§ TASK INSTRUCTIONS
Your answer should hold all lines of the entries that include the word "Some".

Top of ENTRIES SHOWN

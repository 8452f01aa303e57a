//! Guest primitive type to host topology translation.
use xenos::primitive::{PrimitiveType, TessellationMode};

use crate::host::Topology;

/// Host topology of a (processed) guest primitive. `None` if the host can't draw it directly,
/// which means primitive processing should have converted it.
pub fn host_topology(
    primitive: PrimitiveType,
    tessellation: Option<TessellationMode>,
) -> Option<Topology> {
    if let Some(mode) = tessellation {
        let adaptive = mode == TessellationMode::Adaptive;
        return Some(match primitive {
            // adaptive tessellation reads the factors from the index buffer, one per edge
            PrimitiveType::TriangleList | PrimitiveType::TrianglePatch if adaptive => {
                Topology::PatchList(1)
            }
            PrimitiveType::TriangleList | PrimitiveType::TrianglePatch => Topology::PatchList(3),
            PrimitiveType::QuadList | PrimitiveType::QuadPatch if adaptive => {
                Topology::PatchList(1)
            }
            PrimitiveType::QuadList | PrimitiveType::QuadPatch => Topology::PatchList(4),
            _ => return None,
        });
    }

    Some(match primitive {
        PrimitiveType::PointList => Topology::PointList,
        PrimitiveType::LineList => Topology::LineList,
        PrimitiveType::LineStrip => Topology::LineStrip,
        PrimitiveType::TriangleList => Topology::TriangleList,
        PrimitiveType::TriangleStrip => Topology::TriangleStrip,
        // expanded to two triangles by the vertex shader
        PrimitiveType::RectangleList => Topology::TriangleList,
        // four vertices per quad, expanded by the geometry stage
        PrimitiveType::QuadList => Topology::LineListAdjacency,
        _ => return None,
    })
}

Bottom of ENTRIES SHOWN

§ ANSWER SECTION
    if let Some(mode) = tessellation {
        return Some(match primitive {
    Some(match primitive {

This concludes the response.